We believe that the architecture of a successful behavioral healthcare space can be non-institutional and feel more residential and less clinical, shattering all negative stigmas surrounding mental health for good.
What does it take to achieve this from a design perspective? The task can be boiled down to three critical facility design objectives:
- The architecture must be non-institutional and residentially themed
- A facility must embody the principles of sustainable and evidenced-based design to foster new treatment models for behavioral health.
- A facility needs to balance formal and informal program spaces, enhancing the patient’s therapeutic treatment options while increasing staff opportunities for collaboration and patient interaction.
In previous decades, behavioral health designs were used to restrict patient freedoms and impose unnecessary barriers to personal interactions. These objectives are no longer supported by modern philosophies. In fact, these old trends are thought to have significantly contributed to higher levels of patient stress and agitation.
Today, we recognize that a patient’s environment of care can provide both safety and dignity and that it is intrinsically linked to the healing process. To develop a truly state-of-the-art facility today, behavioral health centers must find a synergy between architecture and medicine.
Considering the Patient Journey
When designing a facility that fully supports your patients and their care, it helps to look at and listen to your patients very closely. The entire treatment timeline should be viewed with a flexible lens to find ways to better strike a balance between safety, healing and a patient’s sense of dignity.
Specifically, it is helpful to evaluate patient admissions, daily activities, routines, personal care and discharge processes. Based on the data you collect here, designs can evolve to enhance behavioral treatment programs.
In-Demand Design Elements
Architecturally, your materials should be chosen for their warmth and inviting qualities, and this would provide patients with a greater sense of serenity. Ultimately, the creative use of architectural elements will also help to present a non-institutional aesthetic.
Outdoor amenities are also very important. These include pavilions, walking paths, covered tables and chairs and much more. Outdoor features like these encourage time spent in the fresh air and give patients ways to engage with nature.

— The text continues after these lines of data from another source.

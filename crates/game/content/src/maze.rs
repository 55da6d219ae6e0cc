//! The castle maze and its inhabitants.
//!
//! Everything here is data: rooms, doors, and things assembled through
//! `ThingBuilder`. The personalities (a pirate who guards his parrot, a
//! blobbyblob that leaves an edible corpse, a painting that opens a hidden
//! passage) are single-entry overrides on otherwise-baseline behavior
//! tables.

use game_core::state::default_apply_attack;
use game_core::{
    Action, Attack, Direction, EatOutcome, GameConfig, Place, Speaker, ThingBuilder, World,
    WorldError,
};

/// Builds the standard world and puts the player at the entry.
pub fn build(config: &GameConfig) -> Result<World, WorldError> {
    let mut world = World::new();

    // Rooms
    let entry = world.add_room("a dusty entryway to a castle");
    let kitchen = world.add_room("what appears to be a kitchen");
    let lair = world.add_room("the lair of a horrible creature");
    let dining =
        world.add_room("a grand dining room with a crystal chandelier and tapestries on the walls");
    let storeroom = world.add_room("a storeroom");
    let hall = world.add_room("a long hallway");
    // Only reachable once the painting in the hall is opened.
    let throne_room = world.add_room("a massive throneroom");

    // Doors. Each edge is registered in both directions; nothing implies
    // the return trip.
    world.connect(entry, "oaken door", kitchen, Direction::East)?;
    world.connect(kitchen, "oaken door", entry, Direction::West)?;
    world.connect(entry, "dank tunnel", lair, Direction::South)?;
    world.connect(lair, "dank tunnel", entry, Direction::North)?;
    world.connect(kitchen, "swinging door", dining, Direction::East)?;
    world.connect(dining, "swinging door", kitchen, Direction::West)?;
    world.connect(kitchen, "wooden door", storeroom, Direction::South)?;
    world.connect(storeroom, "wooden door", kitchen, Direction::North)?;
    world.connect(dining, "golden archway", hall, Direction::North)?;
    world.connect(hall, "golden archway", dining, Direction::South)?;

    // Furniture
    let pedestal = world.add_thing(
        ThingBuilder::new("pedestal")
            .description("stone pedestal")
            .portable(false)
            .build(),
    );
    let table = world.add_thing(
        ThingBuilder::new("table")
            .description("wooden table")
            .portable(false)
            .build(),
    );
    let tray = world.add_thing(
        ThingBuilder::new("tray")
            .description("TV tray")
            .portable(false)
            .build(),
    );
    let chest = world.add_thing(
        ThingBuilder::new("chest")
            .description("wooden treasure chest")
            .portable(false)
            .build(),
    );
    // The magic word the pirate hints at. Saying it in the hall opens the
    // passage behind the painting; both directed edges are revealed so the
    // player can come back.
    let painting = world.add_thing(
        ThingBuilder::new("painting")
            .portable(false)
            .describe_with(move |_, world| {
                let door = if world.room(hall).door(Direction::North).is_some() {
                    "an open door"
                } else {
                    "a shut door"
                };
                format!(
                    "painting of a famous artist in their bedroom, \
                     {door} visable at the back of the room"
                )
            })
            .on_say(move |_, _, say| {
                if matches!(say.speaker, Speaker::Player)
                    && say.text.to_uppercase().contains("FROBNICATE")
                {
                    vec![
                        Action::reveal(
                            hall,
                            Direction::North,
                            "small hole in the painting",
                            throne_room,
                            Some(
                                "The door in the painting opens, behind which you \
                                 can see a throne. It almost looks real."
                                    .to_string(),
                            ),
                        ),
                        Action::reveal(
                            throne_room,
                            Direction::South,
                            "small hole in the painting",
                            hall,
                            None,
                        ),
                    ]
                } else {
                    Vec::new()
                }
            })
            .build(),
    );
    let gnitniap = world.add_thing(
        ThingBuilder::new("painting")
            .description(
                "painting of a living room with an open door at the back \
                 leading to what looks to be a bedroom",
            )
            .portable(false)
            .build(),
    );
    let throne = world.add_thing(
        ThingBuilder::new("throne")
            .description(
                "massive throne with ornate carvings intricately drawn \
                 into its golden crest",
            )
            .portable(false)
            .on_say(move |thing, _, say| {
                if matches!(say.speaker, Speaker::Player)
                    && say.text.to_uppercase().contains("FROBNICATE")
                {
                    vec![Action::move_thing(
                        thing.id(),
                        Place::Room(throne_room),
                        "at the back of the room",
                        Some("The throne grinds across the floor to the back of the room."
                            .to_string()),
                    )]
                } else {
                    Vec::new()
                }
            })
            .build(),
    );

    // Weapons
    let ring = world.add_thing(
        ThingBuilder::new("ring")
            .description("ring of great power")
            .attack(Attack::full(
                "A sphere of light emanates from the ring",
                1000,
                |who| format!(" blasting {who} to smithereens."),
            ))
            .build(),
    );
    let axe = world.add_thing(
        ThingBuilder::new("axe")
            .description("heavy dwarven axe")
            .attack(Attack::simple("You swing your axe and connect!", 2))
            .inedible(
                "Axes are not good for eating. Now your teeth hurt and you are no less hungry.",
            )
            .build(),
    );
    let sword = world.add_thing(
        ThingBuilder::new("sword")
            .description("broadsword with a rusty iron hilt")
            .attack(Attack::simple(
                "Oof, this sword is heavy but you manage to swing it.",
                5,
            ))
            .inedible("What are you, a sword swallower?! You can't eat a sword.")
            .build(),
    );
    let dagger = world.add_thing(
        ThingBuilder::new("dagger")
            .description("jeweled dagger")
            .attack(Attack::simple("Stabby, stab, stab.", 1))
            .build(),
    );

    // Food
    let bread = world.add_thing(
        ThingBuilder::new("bread")
            .description("loaf of bread")
            .edible("Ah, delicious. Could use some mayonnaise though.")
            .build(),
    );
    let sandwich = world.add_thing(
        ThingBuilder::new("sandwich")
            .description("ham and cheese sandwich")
            .edible("Mmmm, tasty. But I think you got a spot of mustard on your tunic.")
            .build(),
    );

    // Monsters
    let blobbyblob = world.add_thing(
        ThingBuilder::new("blobbyblob")
            .monster(7)
            .describe_with(|thing, _| {
                if thing.alive() {
                    "blobbyblob, a gelatenous mass with too many eyes \
                     and an odor of jello casserole gone bad"
                        .to_string()
                } else {
                    "dead blobbyblob decaying into puddle of goo".to_string()
                }
            })
            .attack(Attack::simple(
                "The blobbyblob extrudes a blobby arm and smashes at you!",
                3,
            ))
            .on_turn(|thing, world, _| {
                if thing.alive() {
                    vec![Action::player_attack(thing.id(), thing.attack(world))]
                } else {
                    Vec::new()
                }
            })
            // Its corpse stays in the room, and can be eaten.
            .apply_attack_with(|thing, world, attack| {
                let mut outcome = default_apply_attack(thing, world, attack);
                outcome.destroyed = false;
                outcome
            })
            // The killing blow spatters it out of its corner.
            .on_attack(|thing, _, attack| {
                match thing.location() {
                    Some(place) if attack.target == thing.id() && !thing.alive() => {
                        vec![Action::move_thing(thing.id(), place, "around the room", None)]
                    }
                    _ => Vec::new(),
                }
            })
            .eat_with(|thing, _| {
                if thing.alive() {
                    EatOutcome {
                        narration: format!(
                            "Are you out of your mind?! This is a live and jiggling {}.",
                            thing.name()
                        ),
                        consumed: false,
                    }
                } else {
                    EatOutcome {
                        narration: "Ugh. This is worse than the worst jello casserole \
                                    you have ever tasted. But it does slightly sate your hunger."
                            .to_string(),
                        consumed: true,
                    }
                }
            })
            .build(),
    );

    let parrot = world.add_thing(
        ThingBuilder::new("parrot")
            .monster(5)
            .portable(true)
            .describe_alive("green and blue parrot with a tiny eye patch")
            .describe_dead("dead parrot")
            .on_drop(|thing, world, drop| {
                if world.thing(drop.thing).name() == "BREAD" {
                    vec![Action::move_thing(
                        thing.id(),
                        Place::Thing(drop.thing),
                        "on",
                        Some("The PARROT flies down and starts eating the bread.".to_string()),
                    )]
                } else {
                    Vec::new()
                }
            })
            .build(),
    );

    let pirate = world.add_thing(
        ThingBuilder::new("pirate")
            .monster(10)
            .describe_alive("pirate with a wooden leg and an eye patch")
            .describe_dead("dead pirate with his eye patch askew")
            .on_enter(|thing, _, _| {
                if thing.alive() {
                    vec![Action::say(Speaker::Thing(thing.id()), "Arr, matey!")]
                } else {
                    Vec::new()
                }
            })
            .on_take(move |thing, _, take| {
                if thing.alive() && take.taking(parrot) {
                    vec![Action::say(
                        Speaker::Thing(thing.id()),
                        "Oi, ye swarthy dog! Hands off me parrot!",
                    )]
                } else {
                    Vec::new()
                }
            })
            .on_say(|thing, _, say| {
                if thing.alive()
                    && matches!(say.speaker, Speaker::Player)
                    && say.text.to_uppercase().contains("MAGIC WORD")
                {
                    vec![Action::say(
                        Speaker::Thing(thing.id()),
                        "Arr, the magic word be 'Frobnicate'!",
                    )]
                } else {
                    Vec::new()
                }
            })
            .build(),
    );

    // Placement
    world.place_thing(pedestal, Place::Room(entry), "in the center of the room");
    world.place_thing(ring, Place::Thing(pedestal), "on");
    world.place_thing(tray, Place::Room(entry), "by the door");
    world.place_thing(sandwich, Place::Thing(tray), "on");
    world.place_thing(table, Place::Room(kitchen), "against the wall");
    world.place_thing(bread, Place::Thing(table), "on");
    world.place_thing(axe, Place::Room(lair), "on the floor");
    world.place_thing(blobbyblob, Place::Room(lair), "across from you");
    world.place_thing(chest, Place::Room(storeroom), "against the wall");
    world.place_thing(dagger, Place::Thing(chest), "inside");
    world.place_thing(sword, Place::Room(dining), "propped against a wall");
    world.place_thing(pirate, Place::Room(dining), "in the middle of the room");
    world.place_thing(parrot, Place::Thing(pirate), "on the right shoulder of");
    world.place_thing(painting, Place::Room(hall), "covering the north wall");
    world.place_thing(gnitniap, Place::Room(throne_room), "on the south wall");
    world.place_thing(throne, Place::Room(throne_room), "in the center of the room");

    world.spawn_player(entry, config.starting_hit_points);
    Ok(world)
}
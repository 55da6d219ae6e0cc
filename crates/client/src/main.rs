//! Terminal client entry point.
mod shell;

use anyhow::Result;
use game_core::GameConfig;
use shell::Shell;

fn main() -> Result<()> {
    tracing_subscriber::fmt()
        .with_env_filter(
            tracing_subscriber::EnvFilter::from_default_env()
                .add_directive(tracing::Level::INFO.into()),
        )
        .with_writer(std::io::stderr)
        .init();

    let config = GameConfig::new();
    let world = game_content::maze::build(&config)?;

    Shell::new(world, config).run()
}
//! The containment capability shared by rooms, things, and the player.

use super::{Thing, ThingId};

/// A thing plus the phrase describing how it sits within its container
/// ("on", "inside", "against the wall"). The phrase is used only when
/// rendering descriptions, never for game logic.
#[derive(Clone, Debug, PartialEq, Eq)]
pub struct PlacedThing {
    pub thing: ThingId,
    pub phrase: String,
}

/// An insertion-ordered collection of placed things.
///
/// Order is load-bearing: narration and hook invocation both walk contents
/// in the order things were placed.
#[derive(Clone, Debug, Default, PartialEq, Eq)]
pub struct Contents {
    placed: Vec<PlacedThing>,
}

impl Contents {
    pub fn new() -> Self {
        Self::default()
    }

    pub fn is_empty(&self) -> bool {
        self.placed.is_empty()
    }

    pub fn len(&self) -> usize {
        self.placed.len()
    }

    pub fn iter(&self) -> impl Iterator<Item = &PlacedThing> {
        self.placed.iter()
    }

    pub(crate) fn add(&mut self, thing: ThingId, phrase: impl Into<String>) {
        self.placed.push(PlacedThing {
            thing,
            phrase: phrase.into(),
        });
    }

    pub(crate) fn remove(&mut self, thing: ThingId) {
        self.placed.retain(|pt| pt.thing != thing);
    }
}

/// The Location capability: anything that can contain things.
///
/// Implemented by `Room`, `Thing`, and `Player`; the world funnels every
/// containment mutation through [`crate::state::World::place_thing`] and
/// [`crate::state::World::remove_thing`] so the owner's contents and the
/// thing's back-reference always agree.
pub trait Location {
    fn contents(&self) -> &Contents;

    fn contents_mut(&mut self) -> &mut Contents;

    /// Whether this container currently lets `thing` be taken out of it.
    fn can_take(&self, thing: &Thing) -> bool;
}
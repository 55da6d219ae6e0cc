//! One parse chain per verb.
//!
//! Every chain turns a token list plus a read-only world view into a fully
//! validated [`Action`], or into the message for the first thing wrong with
//! the command. Nothing here mutates the world.

use std::str::FromStr;

use super::parse::{Parse, ParseExt, TokenExt, arg};
use crate::action::{Action, Speaker};
use crate::state::{Direction, Place, ThingId, World};

pub fn go(world: &World, tokens: &[String]) -> Parse<Action> {
    arg(tokens, 1, "Go where?")
        .resolve(
            |token| Direction::from_str(token).ok(),
            |token| format!("Don't understand direction {token}."),
        )
        .resolve(
            |&direction| {
                let room = world.player().room();
                world.room(room).door(direction).map(|_| (room, direction))
            },
            |direction| format!("No door to the {direction}."),
        )
        .map(|(room, direction)| Action::go(room, direction))
}

/// `TAKE thing AND other...`: every named thing must resolve in the room;
/// resolved containers bring their contents along.
pub fn take(world: &World, tokens: &[String]) -> Parse<Action> {
    if tokens.len() < 2 {
        return Err("Take what?".to_string());
    }
    let mut things: Vec<ThingId> = Vec::new();
    for token in &tokens[1..] {
        if token.eq_ignore_ascii_case("AND") {
            continue;
        }
        let id = world
            .room_thing(token)
            .ok_or_else(|| format!("No {token} here to take."))?;
        things.push(id);
        things.extend(world.all_things_at(Place::Thing(id)));
    }
    Ok(Action::take(things))
}

pub fn drop(world: &World, tokens: &[String]) -> Parse<Action> {
    arg(tokens, 1, "Drop what?")
        .resolve(
            |token| world.inventory_thing(token),
            |token| format!("No {token} to drop!"),
        )
        .map(Action::drop)
}

pub fn eat(world: &World, tokens: &[String]) -> Parse<Action> {
    arg(tokens, 1, "Eat what?")
        .resolve(
            |token| world.visible_thing(token),
            |token| format!("No {token} here to eat."),
        )
        .map(Action::eat)
}

pub fn look(_world: &World, _tokens: &[String]) -> Parse<Action> {
    Ok(Action::look())
}

pub fn inventory(_world: &World, _tokens: &[String]) -> Parse<Action> {
    Ok(Action::inventory())
}

/// `ATTACK <target> WITH <weapon>`, or `ATTACK WITH <weapon>` when the room
/// has exactly one living monster. Grammar problems are reported in WITH,
/// weapon, target order.
pub fn attack(world: &World, tokens: &[String]) -> Parse<Action> {
    let target = arg(tokens, 1, "Attack what? And with what?").resolve(
        |token| world.implicit_monster(token),
        |token| format!("No {token} here to attack."),
    );
    let no_with = "Don't understand ATTACK with no WITH.";
    let with =
        arg(tokens, tokens.len().saturating_sub(2), no_with).expect_word("WITH", no_with);
    let weapon = arg(tokens, tokens.len() - 1, "Attack with what?").resolve(
        |token| world.visible_thing(token),
        |token| format!("No {token} here to attack with!"),
    );

    with.and_then(|()| weapon.and_then(|weapon| target.map(|target| Action::attack(target, weapon))))
}

pub fn say(_world: &World, tokens: &[String]) -> Parse<Action> {
    if tokens.len() < 2 {
        return Err("Say what?".to_string());
    }
    Ok(Action::say(Speaker::Player, tokens[1..].join(" ")))
}
//! Deterministic adventure rules shared across clients.
//!
//! `game-core` defines the canonical pipeline (command parsing, actions, the
//! reactive engine, world state) and exposes pure APIs that content packs and
//! front ends build on. All state mutation flows through [`engine::Engine`];
//! content crates construct a [`state::World`] and hand it over.
pub mod action;
pub mod attack;
pub mod command;
pub mod config;
pub mod engine;
pub mod error;
pub mod state;
pub mod text;

pub use action::{
    Action, ActionTransition, AttackAction, DropAction, EatAction, GoAction, InventoryAction,
    LookAction, MoveAction, PlayerAttackAction, RevealAction, SayAction, Speaker, TakeAction,
    TurnAction,
};
pub use attack::Attack;
pub use config::GameConfig;
pub use engine::Engine;
pub use error::WorldError;
pub use state::{
    AttackOutcome, Behavior, Contents, Describe, Direction, Door, EatOutcome, Hook, Location,
    Place, PlacedThing, Player, PlayerState, Room, RoomId, Thing, ThingBuilder, ThingId, World,
};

Creating an Environment for Elevated Care
By improving a behavioral health patient’s well-being through a more supportive environment, it is possible for their treatment to improve, resulting in a reduced length of stay and improved success rates. There is a clear increase in new research findings linking the environment of care and a behavioral health treatment’s success or failure.
Armed with new data and our dedication to advancing the healthcare design, we hope to see behavioral health patients continue to be treated with increasing amounts of dignity and care throughout the healing process.